#### Data records

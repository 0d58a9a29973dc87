//! Template System
//!
//! Parameterized, resolution-independent video templates.
//! Extraction turns an edited project into a template; interpretation turns a
//! template plus inputs back into a concrete project.
//!
//! # Modules
//!
//! - `models`: template, track and element data structures
//! - `placeholders`: placeholder definitions, constraints and inputs
//! - `styles`: text and caption styles
//! - `coords`: pixel/percent conversion and anchor arithmetic
//! - `timing`: topological timing resolution
//! - `extractor`: project → template
//! - `interpreter`: template + inputs → generated project
//! - `collaborators`: media probing, transcripts and generators
//! - `generated`: generated project output model
//! - `validator`: template and input checks
//! - `io`: JSON import/export and storage

pub mod collaborators;
pub mod coords;
pub mod extractor;
pub mod generated;
pub mod interpreter;
pub mod io;
pub mod models;
pub mod placeholders;
pub mod styles;
pub mod timing;
pub mod validator;

// Re-export main types
pub use collaborators::{
    ContentGenerator, GeneratorRegistry, MediaInfoProvider, TranscriptSegment, TranscriptSource,
};
pub use coords::{to_percent_position, to_pixel_position, PixelPosition};
pub use extractor::{extract, ExtractOptions};
pub use generated::{
    GeneratedContent, GeneratedElement, GeneratedProject, GeneratedTrack, GenerationMetadata,
};
pub use interpreter::{Interpreter, InterpreterOptions};
pub use io::{
    duplicate_template, export_template, import_template, load_template, save_template,
    TemplateSummary,
};
pub use models::{
    CanvasSettings, ElementContent, ElementDuration, ElementTiming, PercentPosition,
    SegmentGranularity, Template, TemplateElement, TemplateTrack, TimingAnchor, TrackRole,
    TrackType, TEMPLATE_VERSION,
};
pub use placeholders::{
    MediaFileRef, MediaMetadata, PlaceholderConstraints, PlaceholderDefinition, PlaceholderInput,
    PlaceholderInputs, PlaceholderType,
};
pub use styles::{CaptionAnimation, CaptionStyleDefinition, TextStyleDefinition};
pub use validator::{
    is_valid_template, validate_placeholder_inputs, validate_template, ValidationCode,
    ValidationIssue, ValidationResult,
};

########

Copy out the full set of records precisely, leaving nothing out.

Answer for the task:
repository 0d58a9a29973dc87
//! Template System
//!
//! Parameterized, resolution-independent video templates.
//! Extraction turns an edited project into a template; interpretation turns a
//! template plus inputs back into a concrete project.
//!
//! # Modules
//!
//! - `models`: template, track and element data structures
//! - `placeholders`: placeholder definitions, constraints and inputs
//! - `styles`: text and caption styles
//! - `coords`: pixel/percent conversion and anchor arithmetic
//! - `timing`: topological timing resolution
//! - `extractor`: project → template
//! - `interpreter`: template + inputs → generated project
//! - `collaborators`: media probing, transcripts and generators
//! - `generated`: generated project output model
//! - `validator`: template and input checks
//! - `io`: JSON import/export and storage

pub mod collaborators;
pub mod coords;
pub mod extractor;
pub mod generated;
pub mod interpreter;
pub mod io;
pub mod models;
pub mod placeholders;
pub mod styles;
pub mod timing;
pub mod validator;

// Re-export main types
pub use collaborators::{
    ContentGenerator, GeneratorRegistry, MediaInfoProvider, TranscriptSegment, TranscriptSource,
};
pub use coords::{to_percent_position, to_pixel_position, PixelPosition};
pub use extractor::{extract, ExtractOptions};
pub use generated::{
    GeneratedContent, GeneratedElement, GeneratedProject, GeneratedTrack, GenerationMetadata,
};
pub use interpreter::{Interpreter, InterpreterOptions};
pub use io::{
    duplicate_template, export_template, import_template, load_template, save_template,
    TemplateSummary,
};
pub use models::{
    CanvasSettings, ElementContent, ElementDuration, ElementTiming, PercentPosition,
    SegmentGranularity, Template, TemplateElement, TemplateTrack, TimingAnchor, TrackRole,
    TrackType, TEMPLATE_VERSION,
};
pub use placeholders::{
    MediaFileRef, MediaMetadata, PlaceholderConstraints, PlaceholderDefinition, PlaceholderInput,
    PlaceholderInputs, PlaceholderType,
};
pub use styles::{CaptionAnimation, CaptionStyleDefinition, TextStyleDefinition};
pub use validator::{
    is_valid_template, validate_placeholder_inputs, validate_template, ValidationCode,
    ValidationIssue, ValidationResult,
};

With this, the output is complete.